*** PROVIDED ENTRIES Section Begins ***
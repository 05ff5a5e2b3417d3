use std::collections::HashSet;

use crate::Repository;

/// Topic strings offered as filter options: the defaults first, then every
/// distinct topic seen in the results, in first-seen order.
#[derive(Debug, Clone, PartialEq, Eq, Default)]
pub struct TopicVocabulary {
    topics: Vec<String>,
}

impl TopicVocabulary {
    pub fn from_defaults(defaults: &[String]) -> Self {
        Self::derive(defaults, &[])
    }

    /// Recomputes the vocabulary from scratch. Matching is exact and case-sensitive.
    pub fn derive(defaults: &[String], repositories: &[Repository]) -> Self {
        let mut seen: HashSet<&str> = HashSet::new();
        let mut topics = Vec::with_capacity(defaults.len());
        let observed = repositories.iter().flat_map(|repo| repo.topics.iter());
        for topic in defaults.iter().chain(observed) {
            if seen.insert(topic.as_str()) {
                topics.push(topic.clone());
            }
        }
        Self { topics }
    }

    pub fn as_slice(&self) -> &[String] {
        &self.topics
    }

    pub fn len(&self) -> usize {
        self.topics.len()
    }

    pub fn is_empty(&self) -> bool {
        self.topics.is_empty()
    }

    pub fn contains(&self, topic: &str) -> bool {
        self.topics.iter().any(|t| t == topic)
    }
}
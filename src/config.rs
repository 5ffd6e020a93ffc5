use ini::{Ini, Properties};

use crate::constants;
use crate::credentials::Credentials;
use crate::error::ResolveError;

/// Everything the resolver needs to know about one profile, parsed from
/// the AWS config file. Fields that are not configured stay `None`; the
/// provider chain decides what that means.
#[derive(Debug, Clone, Default)]
pub struct ProfileConfig {
    pub profile: String,
    pub region: Option<String>,
    pub static_keys: Option<Credentials>,
    pub role: Option<RoleConfig>,
    pub sso: Option<SsoConfig>,
}

/// An assume-role declaration: `role_arn` plus where the credentials for
/// the AssumeRole call itself come from.
#[derive(Debug, Clone, PartialEq)]
pub struct RoleConfig {
    pub role_arn: String,
    pub source: RoleSource,
    pub external_id: Option<String>,
    pub session_name: Option<String>,
    pub duration_seconds: Option<i32>,
}

/// Where the source credentials for an AssumeRole call come from.
/// Exactly one of `source_profile` and `credential_source` must be set.
#[derive(Debug, Clone, PartialEq, Eq)]
pub enum RoleSource {
    Profile(String),
    Environment,
    Ec2InstanceMetadata,
}

/// Legacy-format SSO declaration with all parameters inline.
#[derive(Debug, Clone, PartialEq, Eq)]
pub struct SsoConfig {
    pub start_url: String,
    pub region: String,
    pub account_id: String,
    pub role_name: String,
}

impl ProfileConfig {
    pub fn from_ini_section(profile: &str, section: &Properties) -> Result<Self, ResolveError> {
        let get = |key: &str| {
            section
                .get(key)
                .filter(|value| !value.is_empty())
                .map(str::to_string)
        };

        let static_keys = match (get("aws_access_key_id"), get("aws_secret_access_key")) {
            (Some(access_key_id), Some(secret_access_key)) => Some(Credentials {
                access_key_id,
                secret_access_key,
                session_token: get("aws_session_token"),
            }),
            (None, None) => None,
            (Some(_), None) => {
                return Err(ResolveError::configuration(format!(
                    "profile '{profile}' sets aws_access_key_id without aws_secret_access_key"
                )));
            }
            (None, Some(_)) => {
                return Err(ResolveError::configuration(format!(
                    "profile '{profile}' sets aws_secret_access_key without aws_access_key_id"
                )));
            }
        };

        let role = match get("role_arn") {
            Some(role_arn) => {
                let duration_seconds = match get("duration_seconds") {
                    Some(raw) => Some(raw.parse().map_err(|_| {
                        ResolveError::configuration(format!(
                            "profile '{profile}' has a non-numeric duration_seconds: {raw}"
                        ))
                    })?),
                    None => None,
                };
                Some(RoleConfig {
                    role_arn,
                    source: role_source(profile, section)?,
                    external_id: get("external_id"),
                    session_name: get("role_session_name"),
                    duration_seconds,
                })
            }
            None => None,
        };

        Ok(Self {
            profile: profile.to_string(),
            region: get("region"),
            static_keys,
            role,
            sso: sso_config(profile, section)?,
        })
    }
}

fn role_source(profile: &str, section: &Properties) -> Result<RoleSource, ResolveError> {
    let source_profile = section.get("source_profile").filter(|v| !v.is_empty());
    let credential_source = section.get("credential_source").filter(|v| !v.is_empty());

    match (source_profile, credential_source) {
        (Some(_), Some(_)) => Err(ResolveError::configuration(format!(
            "profile '{profile}' sets both source_profile and credential_source"
        ))),
        (Some(name), None) => Ok(RoleSource::Profile(name.to_string())),
        (None, Some("Environment")) => Ok(RoleSource::Environment),
        (None, Some("Ec2InstanceMetadata")) => Ok(RoleSource::Ec2InstanceMetadata),
        (None, Some(other)) => Err(ResolveError::configuration(format!(
            "profile '{profile}' has an unsupported credential_source: {other}"
        ))),
        (None, None) => Err(ResolveError::configuration(format!(
            "profile '{profile}' sets role_arn but neither source_profile nor credential_source"
        ))),
    }
}

fn sso_config(profile: &str, section: &Properties) -> Result<Option<SsoConfig>, ResolveError> {
    if section.get("sso_session").is_some() {
        return Err(ResolveError::configuration(format!(
            "profile '{profile}' uses sso_session, which is not supported; \
             configure the inline sso_* keys instead"
        )));
    }

    let get = |key: &str| {
        section
            .get(key)
            .filter(|value| !value.is_empty())
            .map(str::to_string)
    };

    match (
        get("sso_start_url"),
        get("sso_region"),
        get("sso_account_id"),
        get("sso_role_name"),
    ) {
        (Some(start_url), Some(region), Some(account_id), Some(role_name)) => {
            Ok(Some(SsoConfig {
                start_url,
                region,
                account_id,
                role_name,
            }))
        }
        (None, None, None, None) => Ok(None),
        _ => Err(ResolveError::configuration(format!(
            "profile '{profile}' has an incomplete SSO configuration; \
             sso_start_url, sso_region, sso_account_id and sso_role_name are all required"
        ))),
    }
}

/// Load the configuration for `profile`.
///
/// A missing config file or section is not an error for the default
/// profile, and not an error for an explicitly named profile as long as
/// the shared credentials file knows it. An explicitly named profile
/// that appears in neither file is rejected before the chain starts.
pub fn load(profile: &str) -> Result<ProfileConfig, ResolveError> {
    let section = config_file_section(profile)?;

    if section.is_none()
        && profile != constants::DEFAULT_PROFILE
        && !credentials_file_has_profile(profile)
    {
        return Err(ResolveError::configuration(format!(
            "profile '{profile}' not found in the AWS config or credentials files"
        )));
    }

    match section {
        Some(properties) => ProfileConfig::from_ini_section(profile, &properties),
        None => Ok(ProfileConfig {
            profile: profile.to_string(),
            ..Default::default()
        }),
    }
}

// Config file sections are "[default]" or "[profile name]".
fn section_name(profile: &str) -> String {
    if profile == constants::DEFAULT_PROFILE {
        profile.to_string()
    } else {
        format!("profile {profile}")
    }
}

fn config_file_section(profile: &str) -> Result<Option<Properties>, ResolveError> {
    let Some(path) = constants::get_aws_config_path() else {
        return Ok(None);
    };
    if !path.exists() {
        return Ok(None);
    }

    let ini = Ini::load_from_file(&path).map_err(|err| {
        ResolveError::configuration(format!("failed to parse {}: {err}", path.display()))
    })?;

    Ok(ini.section(Some(section_name(profile))).cloned())
}

// The credentials file names sections after the bare profile name.
fn credentials_file_has_profile(profile: &str) -> bool {
    let Some(path) = constants::get_aws_credentials_path() else {
        return false;
    };
    if !path.exists() {
        return false;
    }

    Ini::load_from_file(&path)
        .map(|ini| ini.section(Some(profile)).is_some())
        .unwrap_or(false)
}
use std::env;
use std::sync::Arc;

use tracing::{debug, info};

use crate::aws::sso::SsoPortal;
use crate::aws::sts::StsAssumeRole;
use crate::cache::FileCache;
use crate::config::ProfileConfig;
use crate::constants;
use crate::credentials::ResolvedCredentials;
use crate::error::ResolveError;
use crate::providers::{
    AssumeRoleSource, ConfigStaticSource, CredentialSource, EnvironmentSource, ImdsSource,
    SharedProfileSource, SourceKind, SsoSource,
};

/// Ordered credential sources for one profile. First success wins.
#[derive(Debug)]
pub struct ProviderChain {
    sources: Vec<CredentialSource>,
}

impl ProviderChain {
    pub fn new(sources: Vec<CredentialSource>) -> Self {
        Self { sources }
    }

    /// Build the chain for a profile.
    ///
    /// An assume-role or SSO declaration leads the chain, followed by
    /// static keys from the config section, the process environment,
    /// the shared credentials file and finally instance metadata. A
    /// profile that declares both a role and SSO resolves the role.
    pub fn for_profile(
        config: &ProfileConfig,
        cache: FileCache,
        only: Option<SourceKind>,
    ) -> Result<Self, ResolveError> {
        let mut sources = Vec::new();

        if let Some(role) = &config.role {
            sources.push(CredentialSource::AssumeRole(AssumeRoleSource::from_profile(
                config,
                role,
                cache.clone(),
                Arc::new(StsAssumeRole),
            )));
        } else if let Some(sso) = &config.sso {
            let token_dir = constants::get_sso_token_cache_dir().ok_or_else(|| {
                ResolveError::configuration("could not determine the SSO token cache directory")
            })?;
            sources.push(CredentialSource::Sso(SsoSource::new(
                sso.clone(),
                token_dir,
                cache.clone(),
                Arc::new(SsoPortal),
            )));
        }

        sources.push(CredentialSource::ConfigStatic(ConfigStaticSource::new(
            config.static_keys.clone(),
        )));
        sources.push(CredentialSource::Environment(EnvironmentSource::new()));
        sources.push(CredentialSource::SharedProfile(SharedProfileSource::new(
            config.profile.clone(),
        )));

        if imds_enabled() {
            sources.push(CredentialSource::Imds(ImdsSource::new()));
        }

        if let Some(only) = only {
            sources.retain(|source| source.kind() == only);
            if sources.is_empty() {
                return Err(ResolveError::configuration(format!(
                    "profile '{}' does not configure a {} source",
                    config.profile,
                    only.name()
                )));
            }
        }

        Ok(Self::new(sources))
    }

    pub fn source_names(&self) -> Vec<&'static str> {
        self.sources.iter().map(CredentialSource::name).collect()
    }

    /// Walk the chain in order.
    ///
    /// Soft failures move on to the next source. A hard failure aborts
    /// immediately: a profile that explicitly configured a source must
    /// never silently fall through to a weaker one. An exhausted chain
    /// is its own error.
    pub async fn resolve(&self) -> Result<ResolvedCredentials, ResolveError> {
        for source in &self.sources {
            debug!("Trying credential source: {}", source.name());
            match source.resolve(None).await {
                Ok(resolved) => {
                    info!("Resolved credentials from source: {}", source.name());
                    return Ok(resolved);
                }
                Err(err) if err.is_soft() => {
                    debug!("Source {} unavailable: {}", source.name(), err);
                }
                Err(err) => return Err(err),
            }
        }

        Err(ResolveError::NoCredentials)
    }
}

// AWS_EC2_METADATA_DISABLED=true removes the IMDS source entirely.
fn imds_enabled() -> bool {
    !env::var("AWS_EC2_METADATA_DISABLED").is_ok_and(|value| value.eq_ignore_ascii_case("true"))
}
use std::fmt;

use chrono::{DateTime, Duration, Utc};
use serde::{Deserialize, Serialize};
use tracing::info;

use crate::cache::{CacheEntry, CacheKey};
use crate::constants::REFRESH_MARGIN_MINUTES;
use crate::error::ResolveError;
use crate::providers::CredentialSource;

/// A complete set of AWS credentials, with or without a session token.
#[derive(Clone, PartialEq, Eq, Serialize, Deserialize)]
pub struct Credentials {
    #[serde(rename = "AccessKeyId")]
    pub access_key_id: String,
    #[serde(rename = "SecretAccessKey")]
    pub secret_access_key: String,
    #[serde(
        rename = "SessionToken",
        default,
        skip_serializing_if = "Option::is_none"
    )]
    pub session_token: Option<String>,
}

// Secrets must never leak through debug logging.
impl fmt::Debug for Credentials {
    fn fmt(&self, f: &mut fmt::Formatter<'_>) -> fmt::Result {
        f.debug_struct("Credentials")
            .field("access_key_id", &self.access_key_id)
            .field("secret_access_key", &"<redacted>")
            .field(
                "session_token",
                &self.session_token.as_ref().map(|_| "<redacted>"),
            )
            .finish()
    }
}

/// Time-limited credentials as returned by STS, SSO or IMDS.
#[derive(Debug, Clone, PartialEq)]
pub struct SessionCredentials {
    pub credentials: Credentials,
    pub expiration: DateTime<Utc>,
}

/// True when `expiration` is at or inside the refresh margin of `now`.
pub fn needs_refresh(expiration: DateTime<Utc>, now: DateTime<Utc>) -> bool {
    expiration - now <= Duration::minutes(REFRESH_MARGIN_MINUTES)
}

/// Time-limited credentials that remember the source which issued them,
/// so they can be re-resolved when they get close to expiry.
#[derive(Debug, Clone)]
pub struct RefreshableCredentials {
    credentials: Credentials,
    expiration: DateTime<Utc>,
    fingerprint: Option<CacheKey>,
    source: CredentialSource,
}

impl RefreshableCredentials {
    pub fn new(
        session: SessionCredentials,
        fingerprint: Option<CacheKey>,
        source: CredentialSource,
    ) -> Self {
        Self {
            credentials: session.credentials,
            expiration: session.expiration,
            fingerprint,
            source,
        }
    }

    pub fn credentials(&self) -> &Credentials {
        &self.credentials
    }

    pub fn expiration(&self) -> DateTime<Utc> {
        self.expiration
    }

    pub fn needs_refresh(&self, now: DateTime<Utc>) -> bool {
        needs_refresh(self.expiration, now)
    }

    fn cache_entry(&self) -> Option<CacheEntry> {
        self.fingerprint.as_ref().map(|fingerprint| {
            CacheEntry::new(
                fingerprint,
                &SessionCredentials {
                    credentials: self.credentials.clone(),
                    expiration: self.expiration,
                },
            )
        })
    }
}

/// Outcome of a chain resolution: either keys that never expire or a
/// refreshable session.
#[derive(Debug, Clone)]
pub enum ResolvedCredentials {
    Static(Credentials),
    Refreshable(RefreshableCredentials),
}

impl ResolvedCredentials {
    /// Produce a point-in-time snapshot safe to hand to the caller.
    ///
    /// Refreshable credentials at or near expiry are re-resolved through
    /// their owning source first, replacing `self`. Calling this on fresh
    /// credentials is a no-op, so repeated freezes are idempotent.
    pub async fn freeze(&mut self) -> Result<Credentials, ResolveError> {
        let refreshed = match self {
            Self::Refreshable(inner) if inner.needs_refresh(Utc::now()) => {
                info!(
                    "Session credentials at or near expiry, refreshing from source: {}",
                    inner.source.name()
                );
                let previous = inner.cache_entry();
                Some(inner.source.resolve(previous.as_ref()).await?)
            }
            _ => None,
        };

        if let Some(fresh) = refreshed {
            *self = fresh;
        }

        match self {
            Self::Static(credentials) => Ok(credentials.clone()),
            Self::Refreshable(inner) => Ok(inner.credentials.clone()),
        }
    }

    /// Expiration instant, if these credentials are time-limited.
    pub fn expiration(&self) -> Option<DateTime<Utc>> {
        match self {
            Self::Static(_) => None,
            Self::Refreshable(inner) => Some(inner.expiration),
        }
    }
}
*** PROVIDED ENTRIES Section Ends ***
PROBLEM REQUIREMENTS
Without adding anything, say how many lines in the listing above include the string "SessionCredentials".

RESPONSE
3